After having received information of the project, the Project-specific Insider shall not trade in Lamor’s financial instruments, cancel or amend a placed order nor recommend another person to trade in such financial instruments or induce another person to trade in such financial instruments until the project is publicly disclosed, otherwise becomes known to the public or expires. The persons recorded in the project-specific insider list shall be notified on the termination of the trading restriction separately in a verifiable manner. Regardless of the establishing of an insider project or informing a person of the establishing of an insider project, these restrictions apply always when a person is in possession of inside information.
A person who serves as a Manager at Lamor must not execute any transactions in Lamor’s financial instruments, on their own account or on account of a third party, during the closed window. Lamor’s closed window commences 30 days before the announcement of the interim report or the financial statements bulletin and ends at the end of the day subsequent to the publication day of such report. If the financial statements contain material information that was not disclosed earlier in the financial statements bulletin, such as future prospects, the closed window applies also to the financial statements.
At Lamor, the trading restrictions related to the closed window apply not only to the Managers, but also to persons, employed by Lamor or external advisors, participating in the preparing and drafting of Lamor’s interim reports and financial statements bulletins (company’s trading restriction). Should the financial statements contain material information that has not been published previously in the financial statements bulletin, such as future prospects, the company’s trading restriction applies also to the financial statements.
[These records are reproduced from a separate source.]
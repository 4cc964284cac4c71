//! Shopping lists and their items.
//!
//! Lists are read with their items in two queries regardless of how many
//! lists a user owns.

use async_trait::async_trait;
use diesel::prelude::*;
use diesel_async::{AsyncPgConnection, RunQueryDsl};
use tracing::instrument;

use super::DieselRecipeStore;
use super::diesel_helpers::{
    group_by, map_diesel_error, map_diesel_error_for, map_pool_error, require_affected,
};
use super::models::{
    NewShoppingListItemRow, NewShoppingListRow, ShoppingListItemChanges, ShoppingListItemRow,
    ShoppingListRow,
};
use super::schema::{shopping_list_items, shopping_lists};
use crate::domain::ports::{ShoppingListRepository, StoreError};
use crate::domain::{ShoppingList, ShoppingListItem, UserId};

fn assemble_list(list: ShoppingListRow, items: Vec<ShoppingListItemRow>) -> ShoppingList {
    ShoppingList {
        id: list.id,
        user_id: list.owner(),
        name: list.name,
        items: items.into_iter().map(ShoppingListItem::from).collect(),
    }
}

/// Attach items to their lists, keeping list order.
fn attach_items(lists: Vec<ShoppingListRow>, items: Vec<ShoppingListItemRow>) -> Vec<ShoppingList> {
    let mut items = group_by(items, |item| item.list_id);
    lists
        .into_iter()
        .map(|list| {
            let own = items.remove(&list.id).unwrap_or_default();
            assemble_list(list, own)
        })
        .collect()
}

async fn load_items(
    conn: &mut AsyncPgConnection,
    list_ids: &[i64],
) -> Result<Vec<ShoppingListItemRow>, StoreError> {
    if list_ids.is_empty() {
        return Ok(Vec::new());
    }
    shopping_list_items::table
        .filter(shopping_list_items::list_id.eq_any(list_ids))
        .order_by((
            shopping_list_items::list_id.asc(),
            shopping_list_items::sort_order.asc(),
            shopping_list_items::id.asc(),
        ))
        .select(ShoppingListItemRow::as_select())
        .load(conn)
        .await
        .map_err(map_diesel_error)
}

async fn with_items(
    conn: &mut AsyncPgConnection,
    list: ShoppingListRow,
) -> Result<ShoppingList, StoreError> {
    let items = load_items(conn, &[list.id]).await?;
    Ok(assemble_list(list, items))
}

#[async_trait]
impl ShoppingListRepository for DieselRecipeStore {
    async fn get_shopping_lists_by_user(
        &self,
        user: UserId,
    ) -> Result<Vec<ShoppingList>, StoreError> {
        let mut conn = self.pool.get().await.map_err(map_pool_error)?;
        let lists: Vec<ShoppingListRow> = shopping_lists::table
            .filter(shopping_lists::user_id.eq(user.get()))
            .order_by(shopping_lists::id.asc())
            .select(ShoppingListRow::as_select())
            .load(&mut conn)
            .await
            .map_err(map_diesel_error)?;
        let ids: Vec<i64> = lists.iter().map(|list| list.id).collect();
        let items = load_items(&mut conn, &ids).await?;
        Ok(attach_items(lists, items))
    }

    async fn get_shopping_list(&self, id: i64) -> Result<ShoppingList, StoreError> {
        let mut conn = self.pool.get().await.map_err(map_pool_error)?;
        let list: ShoppingListRow = shopping_lists::table
            .find(id)
            .select(ShoppingListRow::as_select())
            .first(&mut conn)
            .await
            .map_err(map_diesel_error_for(|| format!("shopping list {id}")))?;
        with_items(&mut conn, list).await
    }

    #[instrument(skip(self))]
    async fn create_shopping_list(
        &self,
        user: UserId,
        name: &str,
    ) -> Result<ShoppingList, StoreError> {
        let mut conn = self.pool.get().await.map_err(map_pool_error)?;
        let list: ShoppingListRow = diesel::insert_into(shopping_lists::table)
            .values(&NewShoppingListRow {
                user_id: user.get(),
                name,
            })
            .returning(ShoppingListRow::as_returning())
            .get_result(&mut conn)
            .await
            .map_err(map_diesel_error)?;
        Ok(assemble_list(list, Vec::new()))
    }

    #[instrument(skip(self))]
    async fn update_shopping_list(&self, id: i64, name: &str) -> Result<ShoppingList, StoreError> {
        let mut conn = self.pool.get().await.map_err(map_pool_error)?;
        let list: ShoppingListRow = diesel::update(shopping_lists::table.find(id))
            .set(shopping_lists::name.eq(name))
            .returning(ShoppingListRow::as_returning())
            .get_result(&mut conn)
            .await
            .map_err(map_diesel_error_for(|| format!("shopping list {id}")))?;
        with_items(&mut conn, list).await
    }

    #[instrument(skip(self))]
    async fn delete_shopping_list(&self, id: i64) -> Result<(), StoreError> {
        let mut conn = self.pool.get().await.map_err(map_pool_error)?;
        let affected = diesel::delete(shopping_lists::table.find(id))
            .execute(&mut conn)
            .await
            .map_err(map_diesel_error)?;
        require_affected(affected, || format!("shopping list {id}"))
    }

    #[instrument(skip(self, item))]
    async fn create_shopping_list_item(
        &self,
        list_id: i64,
        item: &ShoppingListItem,
    ) -> Result<ShoppingListItem, StoreError> {
        let mut conn = self.pool.get().await.map_err(map_pool_error)?;
        let row: ShoppingListItemRow = diesel::insert_into(shopping_list_items::table)
            .values(&NewShoppingListItemRow::from_item(list_id, item))
            .returning(ShoppingListItemRow::as_returning())
            .get_result(&mut conn)
            .await
            .map_err(map_diesel_error)?;
        Ok(row.into())
    }

    #[instrument(skip(self, item))]
    async fn update_shopping_list_item(
        &self,
        item_id: i64,
        item: &ShoppingListItem,
    ) -> Result<ShoppingListItem, StoreError> {
        let mut conn = self.pool.get().await.map_err(map_pool_error)?;
        let row: ShoppingListItemRow = diesel::update(shopping_list_items::table.find(item_id))
            .set(&ShoppingListItemChanges::from(item))
            .returning(ShoppingListItemRow::as_returning())
            .get_result(&mut conn)
            .await
            .map_err(map_diesel_error_for(|| format!("shopping list item {item_id}")))?;
        Ok(row.into())
    }

    #[instrument(skip(self))]
    async fn delete_shopping_list_item(&self, item_id: i64) -> Result<(), StoreError> {
        let mut conn = self.pool.get().await.map_err(map_pool_error)?;
        let affected = diesel::delete(shopping_list_items::table.find(item_id))
            .execute(&mut conn)
            .await
            .map_err(map_diesel_error)?;
        require_affected(affected, || format!("shopping list item {item_id}"))
    }
}
//! PostgreSQL persistence for the recipe manager using Diesel ORM.
//!
//! This module provides the concrete implementation of every domain store
//! port, backed by PostgreSQL via `diesel-async` and `bb8` connection
//! pooling.
//!
//! # Architecture
//!
//! - **One store, many ports**: [`DieselRecipeStore`] implements each
//!   repository trait in its own file, grouped by aggregate.
//! - **Internal models**: Diesel row structs (`models.rs`) and schema
//!   definitions (`schema.rs`) never leave this module.
//! - **Batched relations**: recipe listings load their relations with a
//!   fixed number of queries per batch (see `aggregate.rs`).
//! - **Explicit transactions**: multi-statement writes run inside
//!   [`with_transaction`], which rolls back on error and on panic.
//!
//! # Example
//!
//! ```ignore
//! use recipe_manager::outbound::persistence::{DbPool, DieselRecipeStore, PoolConfig};
//!
//! let config = PoolConfig::new("postgres://localhost/recipes");
//! let pool = DbPool::new(config).await?;
//! let store = DieselRecipeStore::new(pool);
//! ```

mod aggregate;
pub(crate) mod diesel_helpers;
mod diesel_meal_plan_store;
mod diesel_recipe_store;
mod diesel_reference_data_store;
mod diesel_shopping_list_store;
mod diesel_user_store;
mod migrations;
mod models;
mod pool;
mod relation_loader;
mod schema;
mod transaction;
mod votes;

pub use diesel_recipe_store::DieselRecipeStore;
pub use migrations::{MIGRATIONS, MigrationError, run_pending_migrations};
pub use pool::{DbPool, PoolConfig, PoolError, PoolStatus, StoreConnection};
pub use transaction::{TransactionalConnection, with_transaction};
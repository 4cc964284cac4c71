//! Driven port for measuring units.

use async_trait::async_trait;
use pagination::{Page, Paginated};

use super::StoreError;
use crate::domain::{Unit, UnitDraft};

/// Persistence contract for units.
#[cfg_attr(test, mockall::automock)]
#[async_trait]
pub trait UnitRepository: Send + Sync {
    /// Page through units ordered by name.
    async fn get_units(&self, page: &Page) -> Result<Paginated<Unit>, StoreError>;

    /// Create a unit.
    async fn create_unit(&self, draft: &UnitDraft) -> Result<Unit, StoreError>;

    /// Replace a unit's name and symbol.
    async fn update_unit(&self, id: i64, draft: &UnitDraft) -> Result<Unit, StoreError>;

    /// Delete a unit that no step references.
    async fn delete_unit(&self, id: i64) -> Result<(), StoreError>;
}
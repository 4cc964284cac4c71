//! Domain-level error types.
//!
//! These errors are transport agnostic. Inbound adapters map them to HTTP
//! status codes or any other protocol-specific envelope.

use serde::Serialize;

/// Stable machine-readable error code describing the failure category.
#[derive(Debug, Clone, Copy, PartialEq, Eq, Hash, Serialize)]
#[non_exhaustive]
#[serde(rename_all = "snake_case")]
pub enum ErrorCode {
    /// A recipe, ingredient, unit, list, user or token does not exist.
    NotFound,
    /// A pagination cursor could not be decoded.
    Pagination,
    /// A transaction could not be opened.
    TransactionStart,
    /// A transaction could not be committed.
    TransactionCommit,
    /// The request fails a business rule (vote value, empty name, ...).
    Validation,
    /// The caller does not own the record it tries to change.
    Authorization,
    /// The record already exists, such as an account for a taken email.
    Conflict,
    /// Anything unclassified.
    Unhandled,
}

impl ErrorCode {
    const fn fallback_message(self) -> &'static str {
        match self {
            Self::NotFound => "record not found",
            Self::Pagination => "invalid pagination cursor",
            Self::TransactionStart => "transaction could not be started",
            Self::TransactionCommit => "transaction could not be committed",
            Self::Validation => "request failed validation",
            Self::Authorization => "not permitted",
            Self::Conflict => "record already exists",
            Self::Unhandled => "unexpected store failure",
        }
    }
}

/// Domain error payload.
///
/// ## Invariants
/// - `message` is non-empty once trimmed of whitespace.
///
/// # Examples
/// ```
/// use recipe_manager::domain::{Error, ErrorCode};
///
/// let err = Error::not_found("recipe 4 was not found");
/// assert_eq!(err.code(), ErrorCode::NotFound);
/// ```
#[derive(Debug, Clone, PartialEq, Eq, Serialize, thiserror::Error)]
#[serde(rename_all = "camelCase")]
#[error("{message}")]
pub struct DomainError {
    code: ErrorCode,
    message: String,
}

/// Short name used throughout the service layer.
pub type Error = DomainError;

/// Validation errors emitted by [`Error::try_new`].
#[derive(Debug, Clone, PartialEq, Eq, thiserror::Error)]
pub enum ErrorValidationError {
    /// The message was empty or whitespace.
    #[error("error message must not be empty")]
    EmptyMessage,
}

impl DomainError {
    /// Create a new error; a blank message is replaced by a generic one for
    /// `code`.
    pub fn new(code: ErrorCode, message: impl Into<String>) -> Self {
        Self::try_new(code, message).unwrap_or_else(|_| Self {
            code,
            message: code.fallback_message().to_owned(),
        })
    }

    /// Fallible constructor that validates the message content.
    ///
    /// # Errors
    ///
    /// Returns [`ErrorValidationError::EmptyMessage`] for a blank message.
    pub fn try_new(
        code: ErrorCode,
        message: impl Into<String>,
    ) -> Result<Self, ErrorValidationError> {
        let message = message.into();
        if message.trim().is_empty() {
            return Err(ErrorValidationError::EmptyMessage);
        }
        Ok(Self { code, message })
    }

    /// Stable machine-readable error code.
    pub fn code(&self) -> ErrorCode {
        self.code
    }

    /// Human-readable message returned to adapters.
    pub fn message(&self) -> &str {
        self.message.as_str()
    }

    /// Convenience constructor for [`ErrorCode::NotFound`].
    pub fn not_found(message: impl Into<String>) -> Self {
        Self::new(ErrorCode::NotFound, message)
    }

    /// Convenience constructor for [`ErrorCode::Pagination`].
    pub fn pagination(message: impl Into<String>) -> Self {
        Self::new(ErrorCode::Pagination, message)
    }

    /// Convenience constructor for [`ErrorCode::TransactionStart`].
    pub fn transaction_start(message: impl Into<String>) -> Self {
        Self::new(ErrorCode::TransactionStart, message)
    }

    /// Convenience constructor for [`ErrorCode::TransactionCommit`].
    pub fn transaction_commit(message: impl Into<String>) -> Self {
        Self::new(ErrorCode::TransactionCommit, message)
    }

    /// Convenience constructor for [`ErrorCode::Validation`].
    pub fn validation(message: impl Into<String>) -> Self {
        Self::new(ErrorCode::Validation, message)
    }

    /// Convenience constructor for [`ErrorCode::Authorization`].
    pub fn authorization(message: impl Into<String>) -> Self {
        Self::new(ErrorCode::Authorization, message)
    }

    /// Convenience constructor for [`ErrorCode::Conflict`].
    pub fn conflict(message: impl Into<String>) -> Self {
        Self::new(ErrorCode::Conflict, message)
    }

    /// Convenience constructor for [`ErrorCode::Unhandled`].
    pub fn unhandled(message: impl Into<String>) -> Self {
        Self::new(ErrorCode::Unhandled, message)
    }
}

#[cfg(test)]
mod tests;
The Managers and a person subject to the company’s trading restriction are responsible for complying with the trading restriction also when the management of his/her financial instruments has been outsourced to a third party, such as an asset manager.
Insider management and supervision of insider matters
Lamor’s Chief Development Officer is responsible for the Lamor’s insider guidelines and insider administration. Lamor’s Chief Financial Officer acts as her/his deputy.
Lamor has a whistle-blowing procedure for employees and other stakeholders to report if there is reasonable doubt that a person employed by Lamor would have breached laws and regulations concerning the securities market. Lamor’s Chief Development Officer is responsible for reviewing the notifications.